Blanco soldiered on and announced his new label project Dogfood Music Group (playing on the title of his 2014 release, Gay Dog Food). With the release of C-ORE – a compilation formed of a new track and an interlude from Blanco, alongside fellow Brooklyn/LA-based artists Psychoegyptian, Violence and Yves Tumor – he’s hoping to “disrupt” the “singular image of ‘African American Music’”. Grand statements of intent usually set artists up for a grand fall, but if the intended effect of C-ORE was to excite, scare and exhilarate in equal measure then it’s certainly succeeded.

Things kick off with Violence (pun-k indeed) and ‘This Is Going To Be Disgusting, Unholy, and Pleasurable’. Ironically it’s one of the more accessible tracks on the record. Stuttering percussion rolls along under gothic keys and a vocal delivery that sits somewhere between Bauhaus’ Peter Murphy, Planningtorock and a distorted re-imagining of macho hip-hop – a staple style of the collective.

This is the first of a trio of tunes that open the record, and is followed by the all too brief ‘LBCD’ by Psychoegyptian. Once again the vocals are upfront and aggressive, with a typically unsubtle punk-rave crossover beat offering no remorse throughout – it sounds like they’ve been listening to The Prodigy’s first two albums.

Blanco’s new track ‘Coke White, Starlight’ completes the trio and is the most interesting of the three (the label head honcho states “they don’t want to see a man in a dress succeed” in the opening dialogue). Mykki’s vocal delivery is the most restrained of this batch, but lacks none of the required visceral quality. The track also benefits from being more of an actual structured track than an example of form – the dubby first half makes way for a brief fists in the air synth pulse that sounds like a Depeche Mode record has been pitch-shifted down a key or two while simultaneously sped up. It feels like Blanco’s new album (slated for release at the end of this year) will be as emotional as it will be experimental.
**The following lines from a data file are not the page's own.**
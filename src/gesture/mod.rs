//! Gesture feature extraction
//!
//! Turns a hand's landmarks into the per-frame features the decision rules
//! read: finger count, pinch distance, pixel centroid and horizontal motion.

mod fingers;
mod motion;

#[cfg(test)]
pub(crate) use fingers::fixtures;
pub use fingers::HandPose;
pub use motion::{Motion, MotionTracker};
Psychoegyptian makes good on his earlier promise with the closing ‘Lullaby’, featuring Slum Savage. It has the most breathing space, and is made more accessible by following the standard trap rules of song structure. Savage spits “I don’t give a fuck” through a distorted microphone with an honesty that makes it sounds a lot less angsty than it looks written down.

Out of the three artists it’s only Yves Tumor, prominent throughout with the three part white noise and industrial demonstration ‘Histrionic’, who I struggled with. The compilation is loud and brash throughout, so I didn’t need much more to keep me awake. The tracks help cement this collection as essentially three EPs shuffled between each other, but unlike Pyschoegyptian and Violence, who have an element of progression through their inclusion, these three tracks in isolation don’t contain enough subtlety or warmth to give you anything to really dig your teeth into.

Violence makes his mark most clearly. The twisted religious symbolism in the rousing ‘Saturn’ (“there is no original sin”) is dramatic, while ‘Stillborn Song’ has the producer adding some hair metal guitar strokes and baby cries to the mix. It finds the track straddling unnecessary pomp and playful genre-moulding with some unease, but while it doesn’t totally work it’s certainly one of the truer experimental snapshots on the compilation.

C-ORE is a difficult and exciting listen. Like any anthology it isn’t a total winner, but it’s proof that ears should be kept close to Dogfood and the brains behind it.